BEGIN DATASET EXTRACT

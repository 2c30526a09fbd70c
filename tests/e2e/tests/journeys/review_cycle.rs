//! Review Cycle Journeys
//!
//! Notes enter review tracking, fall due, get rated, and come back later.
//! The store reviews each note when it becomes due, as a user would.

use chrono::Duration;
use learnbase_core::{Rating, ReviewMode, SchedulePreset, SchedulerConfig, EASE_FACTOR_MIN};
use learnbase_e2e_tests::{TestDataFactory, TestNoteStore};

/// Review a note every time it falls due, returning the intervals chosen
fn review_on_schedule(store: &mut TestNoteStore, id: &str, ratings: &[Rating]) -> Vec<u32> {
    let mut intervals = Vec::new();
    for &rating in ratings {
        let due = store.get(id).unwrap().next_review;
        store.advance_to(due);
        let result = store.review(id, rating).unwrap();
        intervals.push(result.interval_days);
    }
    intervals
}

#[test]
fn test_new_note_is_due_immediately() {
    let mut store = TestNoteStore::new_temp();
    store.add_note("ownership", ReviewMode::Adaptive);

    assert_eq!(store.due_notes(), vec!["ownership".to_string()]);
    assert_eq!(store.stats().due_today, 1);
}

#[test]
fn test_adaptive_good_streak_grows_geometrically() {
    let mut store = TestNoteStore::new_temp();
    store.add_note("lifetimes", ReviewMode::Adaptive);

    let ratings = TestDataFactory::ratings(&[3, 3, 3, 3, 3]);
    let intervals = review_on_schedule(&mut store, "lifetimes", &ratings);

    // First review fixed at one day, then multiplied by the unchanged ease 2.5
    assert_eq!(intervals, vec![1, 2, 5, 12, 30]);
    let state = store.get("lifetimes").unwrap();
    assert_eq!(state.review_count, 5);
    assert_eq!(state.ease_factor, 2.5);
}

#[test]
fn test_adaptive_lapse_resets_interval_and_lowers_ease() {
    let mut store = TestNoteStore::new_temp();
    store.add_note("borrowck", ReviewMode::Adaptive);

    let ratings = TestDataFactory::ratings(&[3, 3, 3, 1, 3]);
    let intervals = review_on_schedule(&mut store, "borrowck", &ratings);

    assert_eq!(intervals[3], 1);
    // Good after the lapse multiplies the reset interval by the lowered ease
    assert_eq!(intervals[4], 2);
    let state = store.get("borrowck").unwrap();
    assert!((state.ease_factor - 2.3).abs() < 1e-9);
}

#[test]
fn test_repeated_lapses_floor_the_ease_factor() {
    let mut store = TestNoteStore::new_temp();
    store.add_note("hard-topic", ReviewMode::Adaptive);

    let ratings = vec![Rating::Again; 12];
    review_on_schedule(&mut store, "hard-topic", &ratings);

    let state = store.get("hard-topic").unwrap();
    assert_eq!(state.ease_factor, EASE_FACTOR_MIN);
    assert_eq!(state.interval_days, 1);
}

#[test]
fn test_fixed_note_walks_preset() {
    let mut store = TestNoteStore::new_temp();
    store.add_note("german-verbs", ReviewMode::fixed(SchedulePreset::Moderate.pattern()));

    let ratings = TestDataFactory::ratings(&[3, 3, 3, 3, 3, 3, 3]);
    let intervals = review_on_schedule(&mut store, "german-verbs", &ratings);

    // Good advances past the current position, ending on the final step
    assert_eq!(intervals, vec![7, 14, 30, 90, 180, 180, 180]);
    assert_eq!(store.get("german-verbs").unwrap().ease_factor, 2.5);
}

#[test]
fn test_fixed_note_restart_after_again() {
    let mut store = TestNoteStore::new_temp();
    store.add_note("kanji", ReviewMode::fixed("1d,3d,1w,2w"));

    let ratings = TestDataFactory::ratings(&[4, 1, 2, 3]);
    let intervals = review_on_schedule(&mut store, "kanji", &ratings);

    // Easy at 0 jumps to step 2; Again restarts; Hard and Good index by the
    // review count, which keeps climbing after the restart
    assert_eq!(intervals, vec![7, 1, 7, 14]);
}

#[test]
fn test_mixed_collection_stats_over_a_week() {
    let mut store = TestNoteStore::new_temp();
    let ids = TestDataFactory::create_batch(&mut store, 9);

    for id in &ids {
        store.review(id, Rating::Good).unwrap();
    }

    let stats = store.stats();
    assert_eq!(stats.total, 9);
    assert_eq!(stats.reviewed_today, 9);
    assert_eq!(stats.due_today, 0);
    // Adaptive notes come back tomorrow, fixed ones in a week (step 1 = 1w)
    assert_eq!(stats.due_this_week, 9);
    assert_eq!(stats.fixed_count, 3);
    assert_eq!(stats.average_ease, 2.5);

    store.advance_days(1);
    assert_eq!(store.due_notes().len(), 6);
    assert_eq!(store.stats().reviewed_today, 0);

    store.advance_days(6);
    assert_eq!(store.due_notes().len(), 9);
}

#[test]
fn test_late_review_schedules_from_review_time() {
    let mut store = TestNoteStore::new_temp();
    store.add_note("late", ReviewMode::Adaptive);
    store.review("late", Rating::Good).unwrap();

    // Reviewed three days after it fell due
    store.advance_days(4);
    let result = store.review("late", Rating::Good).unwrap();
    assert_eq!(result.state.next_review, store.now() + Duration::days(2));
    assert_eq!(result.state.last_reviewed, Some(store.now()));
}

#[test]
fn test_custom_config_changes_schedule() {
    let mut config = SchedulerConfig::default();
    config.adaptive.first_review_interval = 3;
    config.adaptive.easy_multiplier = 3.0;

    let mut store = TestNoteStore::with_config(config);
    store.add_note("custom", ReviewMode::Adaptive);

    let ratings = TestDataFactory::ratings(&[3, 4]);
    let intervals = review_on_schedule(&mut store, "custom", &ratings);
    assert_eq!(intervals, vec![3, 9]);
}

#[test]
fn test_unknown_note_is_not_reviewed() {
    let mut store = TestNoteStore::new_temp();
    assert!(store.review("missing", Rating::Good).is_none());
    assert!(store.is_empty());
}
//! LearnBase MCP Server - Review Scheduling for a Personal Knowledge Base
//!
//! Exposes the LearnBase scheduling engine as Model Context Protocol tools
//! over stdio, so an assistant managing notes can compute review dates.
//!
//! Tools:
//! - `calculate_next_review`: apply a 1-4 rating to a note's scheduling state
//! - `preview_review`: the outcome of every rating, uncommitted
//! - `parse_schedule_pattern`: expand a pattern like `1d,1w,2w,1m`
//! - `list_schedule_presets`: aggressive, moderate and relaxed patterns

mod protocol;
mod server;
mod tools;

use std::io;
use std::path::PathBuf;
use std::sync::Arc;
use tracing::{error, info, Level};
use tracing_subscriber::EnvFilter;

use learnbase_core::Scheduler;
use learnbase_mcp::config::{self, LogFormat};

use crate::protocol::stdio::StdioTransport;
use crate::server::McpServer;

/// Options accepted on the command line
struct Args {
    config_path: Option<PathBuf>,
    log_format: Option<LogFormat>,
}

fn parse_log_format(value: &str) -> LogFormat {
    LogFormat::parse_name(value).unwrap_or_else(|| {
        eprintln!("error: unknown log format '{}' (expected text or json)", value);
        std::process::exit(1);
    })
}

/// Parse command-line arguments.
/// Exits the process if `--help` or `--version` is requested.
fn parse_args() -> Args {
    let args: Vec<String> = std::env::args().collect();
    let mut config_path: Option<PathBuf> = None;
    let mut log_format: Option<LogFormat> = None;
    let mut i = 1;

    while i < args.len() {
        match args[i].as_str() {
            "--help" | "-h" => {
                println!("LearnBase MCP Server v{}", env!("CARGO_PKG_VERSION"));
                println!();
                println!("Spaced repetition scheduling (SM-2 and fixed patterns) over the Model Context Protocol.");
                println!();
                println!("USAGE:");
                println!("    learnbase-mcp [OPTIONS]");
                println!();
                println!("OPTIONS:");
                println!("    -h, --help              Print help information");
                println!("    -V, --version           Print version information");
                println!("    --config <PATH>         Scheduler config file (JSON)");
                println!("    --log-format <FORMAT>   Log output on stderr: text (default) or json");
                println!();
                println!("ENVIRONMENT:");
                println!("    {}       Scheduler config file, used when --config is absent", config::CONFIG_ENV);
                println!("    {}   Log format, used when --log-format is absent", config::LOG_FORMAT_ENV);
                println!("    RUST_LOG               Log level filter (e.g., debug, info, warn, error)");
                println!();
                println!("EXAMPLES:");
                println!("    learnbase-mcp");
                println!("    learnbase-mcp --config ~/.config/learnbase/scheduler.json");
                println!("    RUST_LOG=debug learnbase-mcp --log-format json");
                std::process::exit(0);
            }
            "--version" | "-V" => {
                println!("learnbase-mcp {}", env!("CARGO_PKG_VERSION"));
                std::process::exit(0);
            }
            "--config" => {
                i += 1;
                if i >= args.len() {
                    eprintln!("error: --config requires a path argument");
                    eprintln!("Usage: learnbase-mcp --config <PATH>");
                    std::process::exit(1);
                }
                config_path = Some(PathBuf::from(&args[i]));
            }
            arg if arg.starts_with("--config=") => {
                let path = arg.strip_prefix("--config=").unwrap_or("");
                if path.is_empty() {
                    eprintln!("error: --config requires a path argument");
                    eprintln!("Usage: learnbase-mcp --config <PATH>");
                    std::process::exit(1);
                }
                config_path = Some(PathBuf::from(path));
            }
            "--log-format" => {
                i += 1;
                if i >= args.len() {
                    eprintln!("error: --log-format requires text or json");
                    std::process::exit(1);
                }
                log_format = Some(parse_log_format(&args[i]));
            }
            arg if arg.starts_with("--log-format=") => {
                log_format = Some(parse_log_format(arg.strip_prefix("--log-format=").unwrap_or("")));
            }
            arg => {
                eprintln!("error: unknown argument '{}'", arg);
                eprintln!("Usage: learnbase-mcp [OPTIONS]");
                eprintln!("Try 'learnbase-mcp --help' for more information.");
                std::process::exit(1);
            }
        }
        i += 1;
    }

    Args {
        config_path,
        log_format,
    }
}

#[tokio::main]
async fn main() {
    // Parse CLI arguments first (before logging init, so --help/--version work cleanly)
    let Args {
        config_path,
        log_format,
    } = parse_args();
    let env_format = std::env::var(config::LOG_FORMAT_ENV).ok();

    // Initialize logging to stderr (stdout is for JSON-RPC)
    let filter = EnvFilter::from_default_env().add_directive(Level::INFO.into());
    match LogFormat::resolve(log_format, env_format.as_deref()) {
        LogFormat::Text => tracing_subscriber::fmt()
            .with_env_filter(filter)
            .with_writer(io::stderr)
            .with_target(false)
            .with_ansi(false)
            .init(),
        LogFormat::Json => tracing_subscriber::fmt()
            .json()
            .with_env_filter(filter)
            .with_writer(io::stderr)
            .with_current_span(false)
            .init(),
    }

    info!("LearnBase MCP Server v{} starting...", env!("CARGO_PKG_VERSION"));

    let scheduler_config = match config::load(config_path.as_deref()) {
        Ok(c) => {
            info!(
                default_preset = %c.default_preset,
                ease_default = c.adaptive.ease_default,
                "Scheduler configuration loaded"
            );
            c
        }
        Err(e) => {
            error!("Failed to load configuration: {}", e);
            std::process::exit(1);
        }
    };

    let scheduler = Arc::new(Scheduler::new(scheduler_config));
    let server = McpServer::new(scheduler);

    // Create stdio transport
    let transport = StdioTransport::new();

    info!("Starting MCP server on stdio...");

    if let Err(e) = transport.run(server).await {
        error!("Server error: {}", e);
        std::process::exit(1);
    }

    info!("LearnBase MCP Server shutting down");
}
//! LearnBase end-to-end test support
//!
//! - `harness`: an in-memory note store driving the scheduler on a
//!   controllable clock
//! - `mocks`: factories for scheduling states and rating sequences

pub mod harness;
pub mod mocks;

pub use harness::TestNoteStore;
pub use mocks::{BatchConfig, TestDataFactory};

END DATASET EXTRACT
BEGIN DATASET EXTRACT

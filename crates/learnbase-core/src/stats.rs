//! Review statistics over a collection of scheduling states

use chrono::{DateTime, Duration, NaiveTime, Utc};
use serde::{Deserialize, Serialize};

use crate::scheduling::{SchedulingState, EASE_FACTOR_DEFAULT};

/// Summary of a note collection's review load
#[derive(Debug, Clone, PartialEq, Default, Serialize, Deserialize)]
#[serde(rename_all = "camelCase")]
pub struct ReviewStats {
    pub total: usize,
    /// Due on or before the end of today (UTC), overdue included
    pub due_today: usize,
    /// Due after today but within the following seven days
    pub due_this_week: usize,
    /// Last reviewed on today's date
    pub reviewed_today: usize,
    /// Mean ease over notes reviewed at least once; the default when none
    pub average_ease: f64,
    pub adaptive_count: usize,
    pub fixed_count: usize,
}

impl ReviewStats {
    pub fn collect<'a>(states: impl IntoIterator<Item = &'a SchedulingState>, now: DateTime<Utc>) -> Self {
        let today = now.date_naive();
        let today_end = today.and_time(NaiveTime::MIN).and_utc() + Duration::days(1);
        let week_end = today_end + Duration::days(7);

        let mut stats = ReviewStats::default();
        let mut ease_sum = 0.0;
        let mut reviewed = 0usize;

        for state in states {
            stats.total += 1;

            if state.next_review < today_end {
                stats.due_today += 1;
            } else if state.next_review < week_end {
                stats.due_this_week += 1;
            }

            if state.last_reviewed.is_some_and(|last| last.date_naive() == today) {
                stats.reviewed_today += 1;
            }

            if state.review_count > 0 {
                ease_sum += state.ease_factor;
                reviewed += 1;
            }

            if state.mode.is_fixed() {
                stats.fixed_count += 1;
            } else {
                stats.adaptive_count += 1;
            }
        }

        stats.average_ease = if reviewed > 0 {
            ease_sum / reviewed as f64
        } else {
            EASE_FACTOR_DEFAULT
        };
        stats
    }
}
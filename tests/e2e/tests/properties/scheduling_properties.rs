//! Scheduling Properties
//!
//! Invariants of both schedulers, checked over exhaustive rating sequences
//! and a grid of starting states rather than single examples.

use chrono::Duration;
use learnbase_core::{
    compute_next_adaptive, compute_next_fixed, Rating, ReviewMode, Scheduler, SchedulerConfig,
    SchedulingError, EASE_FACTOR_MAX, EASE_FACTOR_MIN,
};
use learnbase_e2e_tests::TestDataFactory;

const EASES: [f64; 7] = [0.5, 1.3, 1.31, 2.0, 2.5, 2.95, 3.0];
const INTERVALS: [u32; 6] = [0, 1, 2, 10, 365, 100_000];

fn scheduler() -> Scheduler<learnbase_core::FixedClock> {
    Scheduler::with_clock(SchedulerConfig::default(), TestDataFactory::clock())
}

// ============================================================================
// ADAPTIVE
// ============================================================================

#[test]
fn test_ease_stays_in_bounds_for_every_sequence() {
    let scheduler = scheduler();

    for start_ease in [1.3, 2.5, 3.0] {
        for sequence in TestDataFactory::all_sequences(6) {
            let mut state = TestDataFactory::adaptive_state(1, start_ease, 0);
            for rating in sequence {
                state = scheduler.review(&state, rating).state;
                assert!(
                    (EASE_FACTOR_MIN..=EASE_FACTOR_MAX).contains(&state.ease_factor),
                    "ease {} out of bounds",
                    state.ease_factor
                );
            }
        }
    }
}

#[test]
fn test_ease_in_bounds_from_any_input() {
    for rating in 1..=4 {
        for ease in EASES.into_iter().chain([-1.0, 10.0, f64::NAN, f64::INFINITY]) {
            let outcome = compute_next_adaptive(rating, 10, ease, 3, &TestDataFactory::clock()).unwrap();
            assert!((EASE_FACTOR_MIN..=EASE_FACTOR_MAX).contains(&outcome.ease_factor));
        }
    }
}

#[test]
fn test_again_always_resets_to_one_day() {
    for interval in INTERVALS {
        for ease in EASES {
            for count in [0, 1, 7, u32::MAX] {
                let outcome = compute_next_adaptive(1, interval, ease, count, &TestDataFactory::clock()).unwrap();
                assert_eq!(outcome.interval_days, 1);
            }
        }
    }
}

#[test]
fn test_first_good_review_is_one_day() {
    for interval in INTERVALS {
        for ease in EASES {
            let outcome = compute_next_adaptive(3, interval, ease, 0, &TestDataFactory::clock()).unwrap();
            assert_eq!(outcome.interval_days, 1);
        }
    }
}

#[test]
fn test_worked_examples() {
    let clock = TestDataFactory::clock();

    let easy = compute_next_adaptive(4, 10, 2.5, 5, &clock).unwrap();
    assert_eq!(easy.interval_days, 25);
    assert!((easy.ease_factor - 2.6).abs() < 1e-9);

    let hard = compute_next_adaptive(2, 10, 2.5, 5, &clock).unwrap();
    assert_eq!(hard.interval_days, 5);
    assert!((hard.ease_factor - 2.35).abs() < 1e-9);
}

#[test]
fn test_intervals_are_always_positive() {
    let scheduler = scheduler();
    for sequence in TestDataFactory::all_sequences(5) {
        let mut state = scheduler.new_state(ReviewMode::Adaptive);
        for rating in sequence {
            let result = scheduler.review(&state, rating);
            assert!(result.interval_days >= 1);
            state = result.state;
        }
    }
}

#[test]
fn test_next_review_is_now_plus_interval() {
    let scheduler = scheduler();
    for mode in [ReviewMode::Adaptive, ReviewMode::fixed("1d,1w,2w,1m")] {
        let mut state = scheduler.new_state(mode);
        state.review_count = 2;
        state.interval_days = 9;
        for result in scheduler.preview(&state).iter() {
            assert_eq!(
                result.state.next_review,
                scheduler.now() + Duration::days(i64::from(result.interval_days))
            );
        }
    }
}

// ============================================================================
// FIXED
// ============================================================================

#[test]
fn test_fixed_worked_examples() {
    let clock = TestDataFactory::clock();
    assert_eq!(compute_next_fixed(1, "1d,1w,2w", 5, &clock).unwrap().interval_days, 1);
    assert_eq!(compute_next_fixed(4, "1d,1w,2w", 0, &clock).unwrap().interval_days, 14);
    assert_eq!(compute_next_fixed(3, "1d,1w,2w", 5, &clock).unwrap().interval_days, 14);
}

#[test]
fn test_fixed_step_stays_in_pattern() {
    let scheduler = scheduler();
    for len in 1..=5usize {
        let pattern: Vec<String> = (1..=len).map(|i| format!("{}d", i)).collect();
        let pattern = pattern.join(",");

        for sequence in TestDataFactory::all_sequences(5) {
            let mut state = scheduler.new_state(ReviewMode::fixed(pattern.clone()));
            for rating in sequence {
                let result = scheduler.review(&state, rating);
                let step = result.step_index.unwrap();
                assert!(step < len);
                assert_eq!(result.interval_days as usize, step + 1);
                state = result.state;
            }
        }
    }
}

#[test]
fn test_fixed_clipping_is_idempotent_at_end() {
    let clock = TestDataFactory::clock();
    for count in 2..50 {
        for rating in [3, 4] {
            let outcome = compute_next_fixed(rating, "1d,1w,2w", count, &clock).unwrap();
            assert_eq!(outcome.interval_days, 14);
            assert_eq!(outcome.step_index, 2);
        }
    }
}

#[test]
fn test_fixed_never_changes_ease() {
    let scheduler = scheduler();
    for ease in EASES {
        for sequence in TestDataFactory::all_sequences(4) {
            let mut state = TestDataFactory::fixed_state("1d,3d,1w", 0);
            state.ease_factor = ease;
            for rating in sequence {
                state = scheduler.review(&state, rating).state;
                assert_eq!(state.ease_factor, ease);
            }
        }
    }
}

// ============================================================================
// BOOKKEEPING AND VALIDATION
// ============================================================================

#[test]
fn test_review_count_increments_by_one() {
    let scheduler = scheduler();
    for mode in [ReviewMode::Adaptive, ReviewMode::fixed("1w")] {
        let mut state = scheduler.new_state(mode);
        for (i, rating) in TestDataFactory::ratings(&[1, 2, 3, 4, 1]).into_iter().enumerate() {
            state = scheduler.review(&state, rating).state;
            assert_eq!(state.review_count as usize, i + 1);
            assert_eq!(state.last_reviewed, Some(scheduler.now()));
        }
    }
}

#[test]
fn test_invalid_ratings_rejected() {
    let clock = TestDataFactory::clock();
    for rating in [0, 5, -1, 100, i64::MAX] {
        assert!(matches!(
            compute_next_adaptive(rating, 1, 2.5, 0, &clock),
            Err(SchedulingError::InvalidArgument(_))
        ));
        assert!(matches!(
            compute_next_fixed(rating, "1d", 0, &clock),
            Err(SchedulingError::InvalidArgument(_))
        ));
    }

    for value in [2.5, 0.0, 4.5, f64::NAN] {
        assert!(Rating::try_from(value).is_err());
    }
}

END DATASET EXTRACT

▸ **WHAT YOU ARE ASKED TO DO**: Go through the records above, find every line with the word "mocks", and list those lines.

▸ **OUTPUT BELOW**:
//! - `mocks`: factories for scheduling states and rating sequences
pub mod mocks;
pub use mocks::{BatchConfig, TestDataFactory};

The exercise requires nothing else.